足以可見.韓雷這一抹是用盡了全力.他猛地睜開眼楮.映入眼簾的便是一張帶著沉怒的邪魅臉龐.
「殿下.……」韓雷驚得連忙放下長劍.跪在地上.
蕭衍冷冷掃過他.這才緩緩動了動戴著玄鐵指套的手︰「本王的母妃還未救出來.你就急著以死謝罪.也不嫌早了些.」
韓雷的身體一愣︰「是.末將一定會把太妃救出來.」
忽的.蕭衍似是察覺出什麼.冷聲低喝一聲︰「誰在外面」
書房外的沐縭孀微微一震.她正了正臉色.輕輕推門而入︰「殿下.是妾身.」
蕭衍深沉如海的俊眸中掠過一絲驚異.一旁的韓雷亦是吃驚的看著她.也不知王妃在外面站了多久.有沒有听見方才他們所說的話.頓時.房中靜的詭異.就連外面初秋夜風帶落樹葉的沙沙聲竟也顯得格外突兀.

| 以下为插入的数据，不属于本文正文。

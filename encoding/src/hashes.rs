// Bitcoin formats library: consensus codecs, keys, scripts and PSBTs
// by LNP/BP Association (https://lnp-bp.org)
// Written in 2020-2022 by
//     Dr. Maxim Orlovsky <orlovsky@lnp-bp.org>
//
// To the extent possible under law, the author(s) have dedicated all
// copyright and related and neighboring rights to this software to
// the public domain worldwide. This software is distributed without
// any warranty.
//
// You should have received a copy of the Apache-2.0 License
// along with this software.
// If not, see <https://opensource.org/licenses/Apache-2.0>.

//! Hash functions used by bitcoin script and data formats.

use bitcoin::hashes::{hash160, hmac, ripemd160, sha256, sha256d, sha512, Hash, HashEngine};

/// Single SHA-256 hash (`OP_SHA256`).
pub fn sha256(data: impl AsRef<[u8]>) -> [u8; 32] {
    sha256::Hash::hash(data.as_ref()).into_inner()
}

/// Double SHA-256 hash (`OP_HASH256`).
pub fn hash256(data: impl AsRef<[u8]>) -> [u8; 32] {
    sha256d::Hash::hash(data.as_ref()).into_inner()
}

/// RIPEMD-160 hash (`OP_RIPEMD160`).
pub fn ripemd160(data: impl AsRef<[u8]>) -> [u8; 20] {
    ripemd160::Hash::hash(data.as_ref()).into_inner()
}

/// RIPEMD-160 of SHA-256 hash (`OP_HASH160`).
pub fn hash160(data: impl AsRef<[u8]>) -> [u8; 20] {
    hash160::Hash::hash(data.as_ref()).into_inner()
}

/// HMAC-SHA512, used by BIP-32 key derivation.
pub fn hmac_sha512(key: &[u8], data: &[u8]) -> [u8; 64] {
    let mut engine = hmac::HmacEngine::<sha512::Hash>::new(key);
    engine.input(data);
    hmac::Hmac::<sha512::Hash>::from_engine(engine).into_inner()
}

/// Streaming double SHA-256 engine for hashing data produced by an
/// [`Encode`](crate::Encode) implementation without intermediate buffers.
#[derive(Clone, Default)]
pub struct Hash256Writer(sha256::HashEngine);

impl Hash256Writer {
    /// Creates a new engine.
    pub fn new() -> Self { Self::default() }

    /// Finalizes the hashing, returning double SHA-256 of the written data.
    pub fn finish(self) -> [u8; 32] { sha256d::Hash::from_engine(self.0).into_inner() }

    /// Finalizes the hashing, returning single SHA-256 of the written data.
    pub fn finish_single(self) -> [u8; 32] { sha256::Hash::from_engine(self.0).into_inner() }
}

impl std::io::Write for Hash256Writer {
    #[inline]
    fn write(&mut self, buf: &[u8]) -> std::io::Result<usize> {
        self.0.input(buf);
        Ok(buf.len())
    }

    #[inline]
    fn flush(&mut self) -> std::io::Result<()> { Ok(()) }
}
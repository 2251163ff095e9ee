// Bitcoin formats library: consensus codecs, keys, scripts and PSBTs
// by LNP/BP Association (https://lnp-bp.org)
// Written in 2020-2022 by
//     Dr. Maxim Orlovsky <orlovsky@lnp-bp.org>
//
// To the extent possible under law, the author(s) have dedicated all
// copyright and related and neighboring rights to this software to
// the public domain worldwide. This software is distributed without
// any warranty.
//
// You should have received a copy of the Apache-2.0 License
// along with this software.
// If not, see <https://opensource.org/licenses/Apache-2.0>.

use std::io;

/// Errors happening during decoding of consensus-encoded data
#[derive(Clone, PartialEq, Eq, Hash, Debug, Display, Error)]
#[display(doc_comments)]
pub enum Error {
    /// I/O error while reading the data: {0}
    Io(io::ErrorKind),

    /// data ended before the structure was completely read
    UnexpectedEnd,

    /// {0} bytes of data were left unconsumed after the structure
    DataNotConsumed(usize),

    /// compact integer {0} is not encoded in its shortest form
    NonCanonicalCompactUint(u64),

    /// length prefix {0} exceeds the maximum allowed allocation size
    OversizedAllocation(u64),

    /// invalid value: {0}
    InvalidValue(String),

    /// string data is not a valid UTF-8
    Utf8,
}

impl From<io::Error> for Error {
    fn from(err: io::Error) -> Self {
        match err.kind() {
            io::ErrorKind::UnexpectedEof => Error::UnexpectedEnd,
            kind => Error::Io(kind),
        }
    }
}

impl From<std::string::FromUtf8Error> for Error {
    fn from(_: std::string::FromUtf8Error) -> Self { Error::Utf8 }
}

impl Error {
    /// Constructs [`Error::InvalidValue`] from any displayable message.
    pub fn invalid(msg: impl ToString) -> Self { Error::InvalidValue(msg.to_string()) }
}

也不知過了多久.蕭衍才對著韓雷冷冷開口︰「你退下吧.」
「是.」韓雷起身.從沐縭孀身邊走過時.眼中掠過一絲莫名的冷意.這種眼神明顯是對沐縭孀不信任.帶著幾分隱隱的警告.
沐縭孀微微垂下眼簾.避開他的眼神.並不十分在意.
房間里很快就只剩下沐縭孀和蕭衍兩人.蕭衍看了她一眼.映著熒熒燭火.他深沉的俊眸中含了一絲朦朧閃爍.讓人看不分明︰「都這麼晚了.你還沒歇息.」
他一邊說一邊慢慢回到雕花大椅上坐下.沐縭孀蓮步輕移.依舊垂著眼簾︰「妾身擔心太妃.所以一直在等殿下回來.」
蕭衍淡淡‘哦’了一聲.聲音卻帶了幾分冷意︰「你都听見了.」
沐縭孀這才抬眼看著他.美眸深深.答得很快︰「是.妾身都听見了.原來太妃不是遇刺.而是殿下想要救出太妃.只是失敗了.」
此話一出.房間的氣氛瞬間冷凝到了極致.蕭衍冷冷的盯著她.深眸中的情緒閃的太快.讓人無法捉模.
「殿下今晚的行動已經打草驚蛇.想必王太後會更發警覺.日後殿下再想救出太妃.只怕就沒那麼容易了.」沐縭孀淡淡對上他的眼眸.說得很慢.卻字字珠璣.